Prompt: Report each line of the entries that contains the word "ScenarioLoader", copied in full.

#####

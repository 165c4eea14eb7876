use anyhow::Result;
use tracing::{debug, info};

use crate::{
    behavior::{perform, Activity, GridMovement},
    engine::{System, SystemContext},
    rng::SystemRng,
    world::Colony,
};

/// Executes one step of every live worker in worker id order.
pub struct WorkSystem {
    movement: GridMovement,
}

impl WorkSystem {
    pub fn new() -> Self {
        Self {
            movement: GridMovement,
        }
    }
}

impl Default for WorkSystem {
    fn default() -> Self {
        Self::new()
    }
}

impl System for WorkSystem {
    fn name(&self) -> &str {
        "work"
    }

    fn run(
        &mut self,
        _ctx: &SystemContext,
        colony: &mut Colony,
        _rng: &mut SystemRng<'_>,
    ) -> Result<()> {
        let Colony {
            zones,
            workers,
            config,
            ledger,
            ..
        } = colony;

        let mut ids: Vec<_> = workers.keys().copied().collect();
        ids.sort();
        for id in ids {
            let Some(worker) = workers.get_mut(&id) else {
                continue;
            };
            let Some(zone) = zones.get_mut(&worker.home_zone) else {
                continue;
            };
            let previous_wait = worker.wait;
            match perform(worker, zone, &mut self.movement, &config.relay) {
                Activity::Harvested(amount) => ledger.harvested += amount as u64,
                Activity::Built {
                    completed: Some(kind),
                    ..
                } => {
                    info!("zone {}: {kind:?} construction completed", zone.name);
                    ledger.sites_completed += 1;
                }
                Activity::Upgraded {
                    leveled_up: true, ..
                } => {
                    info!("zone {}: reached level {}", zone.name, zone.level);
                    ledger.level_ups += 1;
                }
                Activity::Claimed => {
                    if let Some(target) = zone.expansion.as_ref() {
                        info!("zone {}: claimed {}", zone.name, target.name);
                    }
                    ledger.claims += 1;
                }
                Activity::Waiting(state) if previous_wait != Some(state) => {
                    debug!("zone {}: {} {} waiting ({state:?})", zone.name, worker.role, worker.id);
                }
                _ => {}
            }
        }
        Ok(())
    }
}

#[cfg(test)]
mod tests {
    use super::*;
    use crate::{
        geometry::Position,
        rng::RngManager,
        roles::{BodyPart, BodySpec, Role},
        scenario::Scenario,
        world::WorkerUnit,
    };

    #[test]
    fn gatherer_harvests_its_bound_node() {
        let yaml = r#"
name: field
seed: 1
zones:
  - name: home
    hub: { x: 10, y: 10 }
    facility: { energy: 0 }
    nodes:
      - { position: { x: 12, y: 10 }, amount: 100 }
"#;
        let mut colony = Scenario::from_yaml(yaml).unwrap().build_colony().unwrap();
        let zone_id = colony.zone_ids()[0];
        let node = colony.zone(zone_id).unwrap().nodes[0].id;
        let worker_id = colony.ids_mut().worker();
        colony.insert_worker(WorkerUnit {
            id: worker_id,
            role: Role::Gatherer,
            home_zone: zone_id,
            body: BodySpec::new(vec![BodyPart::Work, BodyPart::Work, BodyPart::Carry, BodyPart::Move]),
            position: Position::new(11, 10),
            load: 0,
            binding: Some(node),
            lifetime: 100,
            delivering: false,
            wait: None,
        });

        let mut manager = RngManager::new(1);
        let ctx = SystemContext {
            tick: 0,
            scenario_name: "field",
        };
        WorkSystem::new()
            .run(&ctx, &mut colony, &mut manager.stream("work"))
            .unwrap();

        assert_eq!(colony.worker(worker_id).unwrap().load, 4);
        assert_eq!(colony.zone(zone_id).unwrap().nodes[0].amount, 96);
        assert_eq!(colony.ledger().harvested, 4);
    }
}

#####

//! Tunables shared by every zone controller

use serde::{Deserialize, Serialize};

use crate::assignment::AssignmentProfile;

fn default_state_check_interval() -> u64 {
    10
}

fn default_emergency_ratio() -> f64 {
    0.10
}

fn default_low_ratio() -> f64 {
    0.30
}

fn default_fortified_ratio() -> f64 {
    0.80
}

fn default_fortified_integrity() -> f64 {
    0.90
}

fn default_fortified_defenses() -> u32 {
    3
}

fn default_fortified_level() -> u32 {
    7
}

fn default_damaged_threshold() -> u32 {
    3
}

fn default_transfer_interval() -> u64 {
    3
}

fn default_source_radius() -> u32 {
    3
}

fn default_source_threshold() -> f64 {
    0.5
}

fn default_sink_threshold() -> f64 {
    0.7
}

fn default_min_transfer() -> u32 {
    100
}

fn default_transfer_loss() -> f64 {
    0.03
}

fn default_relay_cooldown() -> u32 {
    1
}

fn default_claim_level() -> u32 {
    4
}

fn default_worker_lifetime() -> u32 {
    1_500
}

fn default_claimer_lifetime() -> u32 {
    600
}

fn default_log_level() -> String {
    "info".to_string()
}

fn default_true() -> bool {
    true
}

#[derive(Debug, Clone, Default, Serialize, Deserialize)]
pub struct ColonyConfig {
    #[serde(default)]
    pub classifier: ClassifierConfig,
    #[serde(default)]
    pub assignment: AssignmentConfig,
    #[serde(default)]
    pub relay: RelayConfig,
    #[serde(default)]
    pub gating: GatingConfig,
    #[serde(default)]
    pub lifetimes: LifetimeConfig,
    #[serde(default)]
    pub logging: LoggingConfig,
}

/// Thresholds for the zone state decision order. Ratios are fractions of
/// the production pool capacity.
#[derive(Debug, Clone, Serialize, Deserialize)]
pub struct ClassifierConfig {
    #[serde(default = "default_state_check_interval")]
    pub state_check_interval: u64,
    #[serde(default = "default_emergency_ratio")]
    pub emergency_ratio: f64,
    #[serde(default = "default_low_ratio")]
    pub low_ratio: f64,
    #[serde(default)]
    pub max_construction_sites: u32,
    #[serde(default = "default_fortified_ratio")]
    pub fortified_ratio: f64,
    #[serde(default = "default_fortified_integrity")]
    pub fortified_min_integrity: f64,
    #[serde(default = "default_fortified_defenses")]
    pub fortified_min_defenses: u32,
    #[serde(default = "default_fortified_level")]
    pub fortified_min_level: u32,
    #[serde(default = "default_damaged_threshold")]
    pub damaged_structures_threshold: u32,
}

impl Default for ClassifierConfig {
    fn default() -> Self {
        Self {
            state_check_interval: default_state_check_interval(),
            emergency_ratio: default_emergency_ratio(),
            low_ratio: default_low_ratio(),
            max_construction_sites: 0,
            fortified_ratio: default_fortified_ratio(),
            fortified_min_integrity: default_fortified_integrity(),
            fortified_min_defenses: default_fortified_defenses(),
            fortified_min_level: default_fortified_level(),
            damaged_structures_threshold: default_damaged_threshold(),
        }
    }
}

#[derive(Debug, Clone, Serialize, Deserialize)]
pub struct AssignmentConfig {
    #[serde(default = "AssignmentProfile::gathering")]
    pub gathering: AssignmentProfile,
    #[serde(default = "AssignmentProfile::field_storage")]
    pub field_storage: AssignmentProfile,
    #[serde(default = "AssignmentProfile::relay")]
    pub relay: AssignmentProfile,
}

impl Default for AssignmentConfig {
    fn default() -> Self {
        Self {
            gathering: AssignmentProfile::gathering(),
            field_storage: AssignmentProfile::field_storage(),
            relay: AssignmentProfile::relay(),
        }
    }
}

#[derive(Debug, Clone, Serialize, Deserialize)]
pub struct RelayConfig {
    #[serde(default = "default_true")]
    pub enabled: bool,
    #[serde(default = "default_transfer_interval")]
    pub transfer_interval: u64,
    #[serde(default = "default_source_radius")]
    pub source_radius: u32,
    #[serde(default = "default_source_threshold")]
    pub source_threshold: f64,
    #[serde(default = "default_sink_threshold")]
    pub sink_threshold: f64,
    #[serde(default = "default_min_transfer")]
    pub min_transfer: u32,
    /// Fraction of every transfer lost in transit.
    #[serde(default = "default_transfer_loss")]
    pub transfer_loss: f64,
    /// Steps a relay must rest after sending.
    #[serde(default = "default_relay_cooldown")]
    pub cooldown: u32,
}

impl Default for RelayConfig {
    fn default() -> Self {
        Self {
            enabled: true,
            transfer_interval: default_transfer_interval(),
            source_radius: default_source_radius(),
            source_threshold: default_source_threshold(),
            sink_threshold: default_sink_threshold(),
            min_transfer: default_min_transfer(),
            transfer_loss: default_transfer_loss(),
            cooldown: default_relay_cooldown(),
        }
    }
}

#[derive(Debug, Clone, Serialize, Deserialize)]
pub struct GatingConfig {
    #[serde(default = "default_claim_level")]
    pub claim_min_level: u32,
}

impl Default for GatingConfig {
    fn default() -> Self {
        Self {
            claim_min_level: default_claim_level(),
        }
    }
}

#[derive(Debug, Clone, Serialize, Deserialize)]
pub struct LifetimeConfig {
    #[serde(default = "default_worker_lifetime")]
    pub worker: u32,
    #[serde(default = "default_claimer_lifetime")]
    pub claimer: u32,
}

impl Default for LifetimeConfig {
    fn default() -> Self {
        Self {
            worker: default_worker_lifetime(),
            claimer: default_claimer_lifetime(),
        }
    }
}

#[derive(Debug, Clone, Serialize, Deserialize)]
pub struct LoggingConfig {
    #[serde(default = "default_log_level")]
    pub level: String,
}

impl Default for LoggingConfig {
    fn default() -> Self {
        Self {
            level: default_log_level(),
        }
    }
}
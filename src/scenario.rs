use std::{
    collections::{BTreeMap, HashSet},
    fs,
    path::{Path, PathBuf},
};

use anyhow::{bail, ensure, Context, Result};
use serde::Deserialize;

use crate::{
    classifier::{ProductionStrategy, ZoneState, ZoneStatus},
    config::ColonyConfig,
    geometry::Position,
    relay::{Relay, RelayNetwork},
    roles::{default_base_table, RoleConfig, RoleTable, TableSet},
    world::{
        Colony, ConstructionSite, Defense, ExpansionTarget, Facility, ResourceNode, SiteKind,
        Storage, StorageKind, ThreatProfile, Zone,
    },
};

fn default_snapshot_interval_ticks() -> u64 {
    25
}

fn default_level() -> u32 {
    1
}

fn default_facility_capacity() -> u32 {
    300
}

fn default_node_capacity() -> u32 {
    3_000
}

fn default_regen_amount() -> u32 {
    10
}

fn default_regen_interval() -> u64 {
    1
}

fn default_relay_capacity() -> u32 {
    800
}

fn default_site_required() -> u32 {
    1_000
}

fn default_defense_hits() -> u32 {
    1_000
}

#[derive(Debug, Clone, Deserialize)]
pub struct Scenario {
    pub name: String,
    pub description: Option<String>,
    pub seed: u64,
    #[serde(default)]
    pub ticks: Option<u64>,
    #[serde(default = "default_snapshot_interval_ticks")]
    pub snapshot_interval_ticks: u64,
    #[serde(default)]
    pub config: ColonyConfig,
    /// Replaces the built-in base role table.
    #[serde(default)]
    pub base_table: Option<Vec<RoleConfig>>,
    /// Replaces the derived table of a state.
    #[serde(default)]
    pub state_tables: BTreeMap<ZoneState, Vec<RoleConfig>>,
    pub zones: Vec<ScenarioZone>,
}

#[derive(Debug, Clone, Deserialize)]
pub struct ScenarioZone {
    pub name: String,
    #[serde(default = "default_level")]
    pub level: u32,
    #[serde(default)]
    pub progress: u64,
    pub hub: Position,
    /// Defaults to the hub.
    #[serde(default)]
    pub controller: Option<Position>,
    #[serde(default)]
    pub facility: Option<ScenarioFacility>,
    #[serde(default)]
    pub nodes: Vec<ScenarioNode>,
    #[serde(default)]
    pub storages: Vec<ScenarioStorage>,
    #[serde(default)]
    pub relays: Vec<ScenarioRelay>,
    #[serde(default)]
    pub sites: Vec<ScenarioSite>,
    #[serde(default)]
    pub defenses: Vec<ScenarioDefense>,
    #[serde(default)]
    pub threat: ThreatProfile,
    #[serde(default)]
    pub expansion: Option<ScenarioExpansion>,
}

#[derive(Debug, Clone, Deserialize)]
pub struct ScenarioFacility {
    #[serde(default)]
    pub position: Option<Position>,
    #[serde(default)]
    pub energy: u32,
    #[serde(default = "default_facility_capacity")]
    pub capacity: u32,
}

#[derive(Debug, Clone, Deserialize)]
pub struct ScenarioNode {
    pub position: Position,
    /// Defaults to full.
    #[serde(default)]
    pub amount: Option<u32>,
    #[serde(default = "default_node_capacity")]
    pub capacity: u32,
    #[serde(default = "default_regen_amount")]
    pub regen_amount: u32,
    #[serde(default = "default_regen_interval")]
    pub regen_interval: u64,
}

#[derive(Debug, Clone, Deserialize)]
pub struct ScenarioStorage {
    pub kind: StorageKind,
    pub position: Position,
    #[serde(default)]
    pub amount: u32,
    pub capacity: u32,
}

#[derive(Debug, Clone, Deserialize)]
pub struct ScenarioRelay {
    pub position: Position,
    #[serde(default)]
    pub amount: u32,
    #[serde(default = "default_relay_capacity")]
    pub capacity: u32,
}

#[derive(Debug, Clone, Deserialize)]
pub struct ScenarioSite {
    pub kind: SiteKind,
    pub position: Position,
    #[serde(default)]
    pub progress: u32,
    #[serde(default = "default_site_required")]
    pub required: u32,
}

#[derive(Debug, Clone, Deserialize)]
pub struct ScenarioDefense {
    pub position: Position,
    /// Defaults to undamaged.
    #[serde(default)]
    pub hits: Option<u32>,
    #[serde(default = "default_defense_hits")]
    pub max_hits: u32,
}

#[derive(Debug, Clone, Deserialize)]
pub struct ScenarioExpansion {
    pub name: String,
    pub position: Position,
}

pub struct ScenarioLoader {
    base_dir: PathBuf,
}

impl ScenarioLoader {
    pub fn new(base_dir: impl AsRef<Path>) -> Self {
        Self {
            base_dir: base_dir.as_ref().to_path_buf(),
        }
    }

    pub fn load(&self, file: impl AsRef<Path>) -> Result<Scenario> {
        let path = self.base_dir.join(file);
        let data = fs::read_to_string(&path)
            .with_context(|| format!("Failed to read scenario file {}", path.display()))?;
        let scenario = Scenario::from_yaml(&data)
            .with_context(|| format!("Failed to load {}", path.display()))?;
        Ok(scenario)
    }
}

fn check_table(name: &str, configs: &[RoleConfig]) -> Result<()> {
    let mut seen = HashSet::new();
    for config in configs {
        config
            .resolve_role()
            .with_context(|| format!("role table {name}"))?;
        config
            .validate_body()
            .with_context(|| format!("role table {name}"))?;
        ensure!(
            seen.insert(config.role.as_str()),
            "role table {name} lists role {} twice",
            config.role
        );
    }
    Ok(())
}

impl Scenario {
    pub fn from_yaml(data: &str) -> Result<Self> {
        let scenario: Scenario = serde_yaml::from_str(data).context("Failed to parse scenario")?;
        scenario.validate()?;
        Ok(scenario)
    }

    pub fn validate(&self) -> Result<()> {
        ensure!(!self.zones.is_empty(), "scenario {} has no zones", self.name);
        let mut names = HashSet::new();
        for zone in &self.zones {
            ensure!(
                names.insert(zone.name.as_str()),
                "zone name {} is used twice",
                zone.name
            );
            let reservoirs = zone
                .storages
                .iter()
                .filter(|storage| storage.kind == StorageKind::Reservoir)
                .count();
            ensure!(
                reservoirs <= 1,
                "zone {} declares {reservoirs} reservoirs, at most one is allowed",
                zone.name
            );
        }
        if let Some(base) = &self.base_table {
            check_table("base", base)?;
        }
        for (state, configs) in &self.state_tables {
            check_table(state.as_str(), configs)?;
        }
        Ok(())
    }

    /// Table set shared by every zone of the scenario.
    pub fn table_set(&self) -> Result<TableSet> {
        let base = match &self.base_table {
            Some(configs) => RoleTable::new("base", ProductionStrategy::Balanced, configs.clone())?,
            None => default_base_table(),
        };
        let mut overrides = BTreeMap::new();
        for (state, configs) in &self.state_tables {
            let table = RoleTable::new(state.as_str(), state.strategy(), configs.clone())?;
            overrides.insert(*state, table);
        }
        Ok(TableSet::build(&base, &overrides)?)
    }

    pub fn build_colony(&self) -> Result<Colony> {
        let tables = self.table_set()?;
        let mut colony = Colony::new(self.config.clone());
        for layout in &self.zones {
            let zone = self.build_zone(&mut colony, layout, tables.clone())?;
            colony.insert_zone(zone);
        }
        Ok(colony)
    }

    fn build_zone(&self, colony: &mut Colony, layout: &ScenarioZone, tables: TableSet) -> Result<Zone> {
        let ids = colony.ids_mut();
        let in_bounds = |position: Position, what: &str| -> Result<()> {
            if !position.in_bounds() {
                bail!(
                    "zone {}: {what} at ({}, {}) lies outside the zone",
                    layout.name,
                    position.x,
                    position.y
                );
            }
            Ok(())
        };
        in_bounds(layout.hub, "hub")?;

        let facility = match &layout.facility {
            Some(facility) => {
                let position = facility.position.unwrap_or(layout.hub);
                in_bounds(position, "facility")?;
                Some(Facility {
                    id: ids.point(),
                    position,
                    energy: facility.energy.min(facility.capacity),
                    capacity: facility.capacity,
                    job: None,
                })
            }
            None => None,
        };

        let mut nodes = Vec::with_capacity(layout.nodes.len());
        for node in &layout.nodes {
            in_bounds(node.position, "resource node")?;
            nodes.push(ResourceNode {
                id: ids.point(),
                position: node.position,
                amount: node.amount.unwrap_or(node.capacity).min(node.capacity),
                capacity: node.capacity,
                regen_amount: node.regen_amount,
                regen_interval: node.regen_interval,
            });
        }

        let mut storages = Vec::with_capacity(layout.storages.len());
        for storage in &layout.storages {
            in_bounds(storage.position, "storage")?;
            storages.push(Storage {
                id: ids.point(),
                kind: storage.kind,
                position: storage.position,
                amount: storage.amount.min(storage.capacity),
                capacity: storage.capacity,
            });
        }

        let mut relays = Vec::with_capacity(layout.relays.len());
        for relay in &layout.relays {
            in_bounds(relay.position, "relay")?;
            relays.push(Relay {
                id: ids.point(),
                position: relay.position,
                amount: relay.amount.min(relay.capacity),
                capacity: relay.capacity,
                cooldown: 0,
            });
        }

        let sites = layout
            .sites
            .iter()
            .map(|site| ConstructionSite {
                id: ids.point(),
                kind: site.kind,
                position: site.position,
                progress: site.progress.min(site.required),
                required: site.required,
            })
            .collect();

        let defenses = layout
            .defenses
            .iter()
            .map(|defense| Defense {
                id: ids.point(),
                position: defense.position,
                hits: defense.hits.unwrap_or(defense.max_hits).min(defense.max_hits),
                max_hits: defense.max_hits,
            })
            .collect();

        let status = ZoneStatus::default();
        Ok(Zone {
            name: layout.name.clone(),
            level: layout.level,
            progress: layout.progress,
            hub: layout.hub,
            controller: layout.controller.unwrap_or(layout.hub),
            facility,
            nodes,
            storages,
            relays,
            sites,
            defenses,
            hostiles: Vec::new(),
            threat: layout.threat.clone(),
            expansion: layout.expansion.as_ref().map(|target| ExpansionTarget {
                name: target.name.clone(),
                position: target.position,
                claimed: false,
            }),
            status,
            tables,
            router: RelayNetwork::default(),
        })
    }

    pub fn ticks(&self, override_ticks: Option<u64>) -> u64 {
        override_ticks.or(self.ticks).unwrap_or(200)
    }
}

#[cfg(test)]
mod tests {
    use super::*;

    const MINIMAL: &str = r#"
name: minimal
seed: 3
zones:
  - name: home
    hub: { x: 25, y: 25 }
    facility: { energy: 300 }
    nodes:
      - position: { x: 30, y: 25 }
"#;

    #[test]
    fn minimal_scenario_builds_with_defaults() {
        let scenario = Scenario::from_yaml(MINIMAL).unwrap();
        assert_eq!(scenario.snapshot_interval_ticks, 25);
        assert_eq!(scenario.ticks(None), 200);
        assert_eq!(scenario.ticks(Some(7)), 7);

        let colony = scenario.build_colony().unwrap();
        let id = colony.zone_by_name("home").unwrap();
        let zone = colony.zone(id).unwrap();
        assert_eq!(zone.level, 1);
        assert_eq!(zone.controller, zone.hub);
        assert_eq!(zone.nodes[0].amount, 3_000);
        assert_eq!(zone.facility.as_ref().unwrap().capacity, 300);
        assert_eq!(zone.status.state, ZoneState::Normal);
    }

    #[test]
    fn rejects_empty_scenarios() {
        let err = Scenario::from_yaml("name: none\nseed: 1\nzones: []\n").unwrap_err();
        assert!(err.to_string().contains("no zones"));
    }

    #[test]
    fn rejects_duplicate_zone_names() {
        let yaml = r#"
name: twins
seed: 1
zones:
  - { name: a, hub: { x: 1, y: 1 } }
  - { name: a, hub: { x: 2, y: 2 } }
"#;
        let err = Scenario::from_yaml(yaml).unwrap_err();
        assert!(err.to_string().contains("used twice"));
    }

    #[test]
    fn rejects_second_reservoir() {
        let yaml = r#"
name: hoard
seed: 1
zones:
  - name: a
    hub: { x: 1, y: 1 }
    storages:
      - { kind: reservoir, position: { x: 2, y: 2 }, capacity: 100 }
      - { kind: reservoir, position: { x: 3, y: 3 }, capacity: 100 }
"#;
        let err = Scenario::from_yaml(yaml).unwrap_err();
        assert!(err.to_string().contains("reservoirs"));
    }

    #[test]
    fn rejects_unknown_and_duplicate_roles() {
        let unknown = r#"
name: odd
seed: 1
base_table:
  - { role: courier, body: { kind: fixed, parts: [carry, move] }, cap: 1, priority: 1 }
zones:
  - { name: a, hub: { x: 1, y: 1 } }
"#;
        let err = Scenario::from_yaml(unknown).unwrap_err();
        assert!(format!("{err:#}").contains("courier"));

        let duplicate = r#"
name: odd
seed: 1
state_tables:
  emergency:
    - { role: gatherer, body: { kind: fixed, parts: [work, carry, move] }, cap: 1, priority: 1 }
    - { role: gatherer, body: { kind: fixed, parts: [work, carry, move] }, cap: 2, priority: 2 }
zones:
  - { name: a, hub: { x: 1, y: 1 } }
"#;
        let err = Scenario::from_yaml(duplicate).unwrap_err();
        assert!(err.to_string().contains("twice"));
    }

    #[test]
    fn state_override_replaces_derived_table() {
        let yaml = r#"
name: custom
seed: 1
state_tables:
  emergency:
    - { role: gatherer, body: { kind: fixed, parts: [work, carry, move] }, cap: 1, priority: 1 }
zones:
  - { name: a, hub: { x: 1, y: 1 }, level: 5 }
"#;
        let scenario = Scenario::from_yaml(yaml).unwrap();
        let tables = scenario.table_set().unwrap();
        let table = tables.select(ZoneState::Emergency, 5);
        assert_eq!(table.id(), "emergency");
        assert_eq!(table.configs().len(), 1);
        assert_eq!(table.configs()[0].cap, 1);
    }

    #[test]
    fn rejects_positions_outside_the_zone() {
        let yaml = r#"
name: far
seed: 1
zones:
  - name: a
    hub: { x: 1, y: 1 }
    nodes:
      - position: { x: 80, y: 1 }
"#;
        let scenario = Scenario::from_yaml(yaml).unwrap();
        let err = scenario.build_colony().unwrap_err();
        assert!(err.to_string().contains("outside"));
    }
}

#####

Worked solution:
pub struct ScenarioLoader {
impl ScenarioLoader {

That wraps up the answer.